■ **Data for this exercise**
//! # Form Registry
//!
//! Hosts one dialog state machine per open add/edit form.
//!
//! ## Submit Flow
//! ```text
//! ┌─────────────────────────────────────────────────────────────────────────┐
//! │  POST /api/forms            open(owner, kind, Add | Edit) ──► token     │
//! │                                                                         │
//! │  POST /api/forms/{t}/submit                                             │
//! │     ├── lock ── begin_submit(values) ── unlock      (no await inside)   │
//! │     │     ├── invalid      → 422, dialog stays open                     │
//! │     │     ├── in flight    → 409 SUBMIT_IN_FLIGHT                       │
//! │     │     └── ok           → Submitting, validated draft handed out     │
//! │     ├── repository write (await)                                        │
//! │     └── lock ── finish(outcome) ── unlock                               │
//! │           ├── ok    → session removed (dialog closed)                   │
//! │           └── error → dialog reopened with the draft and the message    │
//! │                                                                         │
//! │  DELETE /api/forms/{t}      cancel ── session removed                   │
//! └─────────────────────────────────────────────────────────────────────────┘
//! ```
//!
//! The mutex is only held for the synchronous state transitions.
//!
//! Abandoned dialogs are pruned whenever another one opens: forms left
//! untouched for the idle timeout go, and an account holding more than
//! [`MAX_OPEN_FORMS_PER_OWNER`] loses its stalest. A form with a submit in
//! flight is never pruned.

use std::collections::{BTreeMap, HashMap};
use std::sync::atomic::{AtomicU64, Ordering};
use std::sync::{Arc, Mutex, MutexGuard};
use std::time::{Duration, Instant};

use serde::Serialize;
use tracing::debug;
use uuid::Uuid;

use moinho_core::dashboard::{Feedback, FormMode, FormSession, Submission};
use moinho_core::forms::{EntityDraft, EntityForm};
use moinho_core::EntityKind;

use crate::error::ApiError;

/// How long a dialog may sit untouched before it is pruned.
pub const FORM_IDLE_TIMEOUT: Duration = Duration::from_secs(30 * 60);

/// Open dialogs kept per account.
pub const MAX_OPEN_FORMS_PER_OWNER: usize = 16;

struct OpenForm {
    owner_id: String,
    kind: EntityKind,
    session: FormSession<EntityForm>,
    touched_at: Instant,
    /// Touch order across the registry, for picking the stalest.
    touch_seq: u64,
}

impl OpenForm {
    fn prunable(&self) -> bool {
        !self.session.is_submitting()
    }
}

/// What the client needs to render an open dialog.
#[derive(Debug, Clone, Serialize)]
#[serde(rename_all = "camelCase")]
pub struct FormView {
    pub token: String,
    pub entity: EntityKind,
    #[serde(flatten)]
    pub mode: Option<FormMode>,
    pub submitting: bool,
    pub values: Option<EntityForm>,
    #[serde(skip_serializing_if = "Option::is_none")]
    pub errors: Option<BTreeMap<String, Vec<String>>>,
    #[serde(skip_serializing_if = "Option::is_none")]
    pub store_error: Option<String>,
}

#[derive(Clone)]
pub struct FormRegistry {
    forms: Arc<Mutex<HashMap<String, OpenForm>>>,
    touches: Arc<AtomicU64>,
    idle_timeout: Duration,
}

impl Default for FormRegistry {
    fn default() -> Self {
        FormRegistry::with_idle_timeout(FORM_IDLE_TIMEOUT)
    }
}

impl FormRegistry {
    pub fn new() -> Self {
        Self::default()
    }

    pub fn with_idle_timeout(idle_timeout: Duration) -> Self {
        FormRegistry {
            forms: Arc::default(),
            touches: Arc::default(),
            idle_timeout,
        }
    }

    fn touch(&self, form: &mut OpenForm) {
        form.touched_at = Instant::now();
        form.touch_seq = self.touches.fetch_add(1, Ordering::Relaxed);
    }

    fn lock(&self) -> MutexGuard<'_, HashMap<String, OpenForm>> {
        self.forms.lock().unwrap_or_else(|e| e.into_inner())
    }

    /// Opens a dialog. `edit_id` with the stored values opens it for
    /// editing; otherwise `values` are the add defaults.
    pub fn open(
        &self,
        owner_id: &str,
        kind: EntityKind,
        edit_id: Option<String>,
        values: EntityForm,
    ) -> Result<FormView, ApiError> {
        let mut session = FormSession::new();
        match edit_id {
            Some(id) => session.open_edit(id, values)?,
            None => session.open_add(values)?,
        }

        let token = Uuid::new_v4().to_string();
        let form = OpenForm {
            owner_id: owner_id.to_string(),
            kind,
            session,
            touched_at: Instant::now(),
            touch_seq: self.touches.fetch_add(1, Ordering::Relaxed),
        };
        let view = view(&token, &form);

        let mut forms = self.lock();
        let pruned = prune(&mut forms, owner_id, self.idle_timeout);
        debug!(entity = %kind, pruned, "Opened form session");
        forms.insert(token, form);
        Ok(view)
    }

    pub fn view(&self, owner_id: &str, token: &str) -> Result<FormView, ApiError> {
        let mut forms = self.lock();
        let form = owned_mut(&mut forms, owner_id, token)?;
        self.touch(form);
        Ok(view(token, form))
    }

    /// The entity an open form edits.
    pub fn kind(&self, owner_id: &str, token: &str) -> Result<EntityKind, ApiError> {
        let forms = self.lock();
        Ok(owned(&forms, owner_id, token)?.kind)
    }

    /// Validates `values` and marks the form as submitting.
    pub fn begin_submit(
        &self,
        owner_id: &str,
        token: &str,
        values: EntityForm,
    ) -> Result<Submission<EntityDraft>, ApiError> {
        let mut forms = self.lock();
        let form = owned_mut(&mut forms, owner_id, token)?;
        self.touch(form);

        Ok(form.session.begin_submit(values, EntityForm::validate)?)
    }

    /// Records the store's outcome. A successful submit closes the form.
    pub fn finish(&self, owner_id: &str, token: &str, outcome: Result<(), String>) -> Result<(), ApiError> {
        let mut forms = self.lock();
        let form = owned_mut(&mut forms, owner_id, token)?;
        self.touch(form);

        form.session.finish_submit(outcome)?;
        if form.session.is_viewing() {
            forms.remove(token);
        }
        Ok(())
    }

    /// Discards the form. Refused while a submit is in flight.
    pub fn cancel(&self, owner_id: &str, token: &str) -> Result<(), ApiError> {
        let mut forms = self.lock();
        owned_mut(&mut forms, owner_id, token)?.session.cancel()?;
        forms.remove(token);
        Ok(())
    }

    /// Open forms across all accounts.
    pub fn len(&self) -> usize {
        self.lock().len()
    }

    pub fn is_empty(&self) -> bool {
        self.len() == 0
    }
}

fn owned<'a>(
    forms: &'a HashMap<String, OpenForm>,
    owner_id: &str,
    token: &str,
) -> Result<&'a OpenForm, ApiError> {
    forms
        .get(token)
        .filter(|f| f.owner_id == owner_id)
        .ok_or_else(|| ApiError::not_found("Form"))
}

fn owned_mut<'a>(
    forms: &'a mut HashMap<String, OpenForm>,
    owner_id: &str,
    token: &str,
) -> Result<&'a mut OpenForm, ApiError> {
    forms
        .get_mut(token)
        .filter(|f| f.owner_id == owner_id)
        .ok_or_else(|| ApiError::not_found("Form"))
}

/// Drops idle forms, then the owner's stalest ones past the per-account
/// limit, leaving room for one more. Returns how many went.
fn prune(forms: &mut HashMap<String, OpenForm>, owner_id: &str, idle_timeout: Duration) -> usize {
    let before = forms.len();
    forms.retain(|_, f| !f.prunable() || f.touched_at.elapsed() < idle_timeout);

    let held = forms.values().filter(|f| f.owner_id == owner_id).count();
    if held >= MAX_OPEN_FORMS_PER_OWNER {
        let mut stalest: Vec<(u64, String)> = forms
            .iter()
            .filter(|(_, f)| f.owner_id == owner_id && f.prunable())
            .map(|(token, f)| (f.touch_seq, token.clone()))
            .collect();
        stalest.sort();

        for (_, token) in stalest.into_iter().take(held + 1 - MAX_OPEN_FORMS_PER_OWNER) {
            forms.remove(&token);
        }
    }

    before - forms.len()
}

fn view(token: &str, form: &OpenForm) -> FormView {
    let (errors, store_error) = match form.session.feedback() {
        Some(Feedback::Invalid(errors)) => (Some(errors.to_map()), None),
        Some(Feedback::StoreFailed(message)) => (None, Some(message.clone())),
        None => (None, None),
    };

    FormView {
        token: token.to_string(),
        entity: form.kind,
        mode: form.session.mode(),
        submitting: form.session.is_submitting(),
        values: form.session.draft().cloned(),
        errors,
        store_error,
    }
}

#[cfg(test)]
mod tests {
    use super::*;
    use crate::error::ErrorCode;
    use moinho_core::forms::FlourForm;

    fn flour(name: &str) -> EntityForm {
        EntityForm::Flour(FlourForm {
            name: name.to_string(),
        })
    }

    #[test]
    fn test_second_submit_rejected_while_in_flight() {
        let registry = FormRegistry::new();
        let view = registry
            .open("owner", EntityKind::Flour, None, flour(""))
            .unwrap();

        let submission = registry.begin_submit("owner", &view.token, flour("Integral")).unwrap();
        assert_eq!(submission.mode, FormMode::Add);

        let err = registry
            .begin_submit("owner", &view.token, flour("Integral"))
            .unwrap_err();
        assert_eq!(err.code, ErrorCode::SubmitInFlight);

        let err = registry.cancel("owner", &view.token).unwrap_err();
        assert_eq!(err.code, ErrorCode::SubmitInFlight);

        registry.finish("owner", &view.token, Ok(())).unwrap();
        assert!(registry.is_empty());
    }

    #[test]
    fn test_invalid_submit_keeps_form_open() {
        let registry = FormRegistry::new();
        let token = registry
            .open("owner", EntityKind::Flour, Some("f-1".to_string()), flour("Integral"))
            .unwrap()
            .token;

        let err = registry.begin_submit("owner", &token, flour("ab")).unwrap_err();
        assert_eq!(err.code, ErrorCode::ValidationError);

        let view = registry.view("owner", &token).unwrap();
        assert!(view.errors.unwrap().contains_key("name"));
        assert_eq!(view.mode, Some(FormMode::Edit { id: "f-1".to_string() }));
        assert_eq!(view.values, Some(flour("ab")));
    }

    #[test]
    fn test_store_failure_reopens_with_message() {
        let registry = FormRegistry::new();
        let token = registry.open("owner", EntityKind::Flour, None, flour("")).unwrap().token;

        registry.begin_submit("owner", &token, flour("Integral")).unwrap();
        registry
            .finish("owner", &token, Err("Database operation failed".to_string()))
            .unwrap();

        let view = registry.view("owner", &token).unwrap();
        assert!(!view.submitting);
        assert_eq!(view.store_error.as_deref(), Some("Database operation failed"));
        assert_eq!(view.values, Some(flour("Integral")));
    }

    #[test]
    fn test_idle_forms_are_pruned_on_open() {
        let registry = FormRegistry::with_idle_timeout(Duration::ZERO);
        let abandoned = registry.open("owner", EntityKind::Flour, None, flour("")).unwrap().token;
        let in_flight = registry.open("owner", EntityKind::Flour, None, flour("")).unwrap().token;
        registry.begin_submit("owner", &in_flight, flour("Integral")).unwrap();

        let latest = registry.open("other", EntityKind::Flour, None, flour("")).unwrap().token;

        assert_eq!(registry.len(), 2);
        assert_eq!(registry.view("owner", &abandoned).unwrap_err().code, ErrorCode::NotFound);
        assert!(registry.view("owner", &in_flight).unwrap().submitting);
        assert!(registry.view("other", &latest).is_ok());

        registry.finish("owner", &in_flight, Ok(())).unwrap();
    }

    #[test]
    fn test_open_forms_per_owner_are_capped() {
        let registry = FormRegistry::new();
        let other = registry.open("other", EntityKind::Flour, None, flour("")).unwrap().token;

        let tokens: Vec<String> = (0..MAX_OPEN_FORMS_PER_OWNER + 5)
            .map(|_| registry.open("owner", EntityKind::Flour, None, flour("")).unwrap().token)
            .collect();

        assert_eq!(registry.len(), MAX_OPEN_FORMS_PER_OWNER + 1);
        assert_eq!(registry.view("owner", &tokens[0]).unwrap_err().code, ErrorCode::NotFound);
        assert!(registry.view("owner", tokens.last().unwrap()).is_ok());
        assert!(registry.view("other", &other).is_ok());
    }

    #[test]
    fn test_forms_are_private_to_their_owner() {
        let registry = FormRegistry::new();
        let token = registry.open("owner", EntityKind::Flour, None, flour("")).unwrap().token;

        assert_eq!(registry.view("intruder", &token).unwrap_err().code, ErrorCode::NotFound);
        assert_eq!(registry.cancel("intruder", &token).unwrap_err().code, ErrorCode::NotFound);
        registry.cancel("owner", &token).unwrap();
        assert!(registry.is_empty());
    }
}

■ **What you need to do**
In how many lines of the data does the string "across" appear? Only the number should be given.

■ **Solution**
2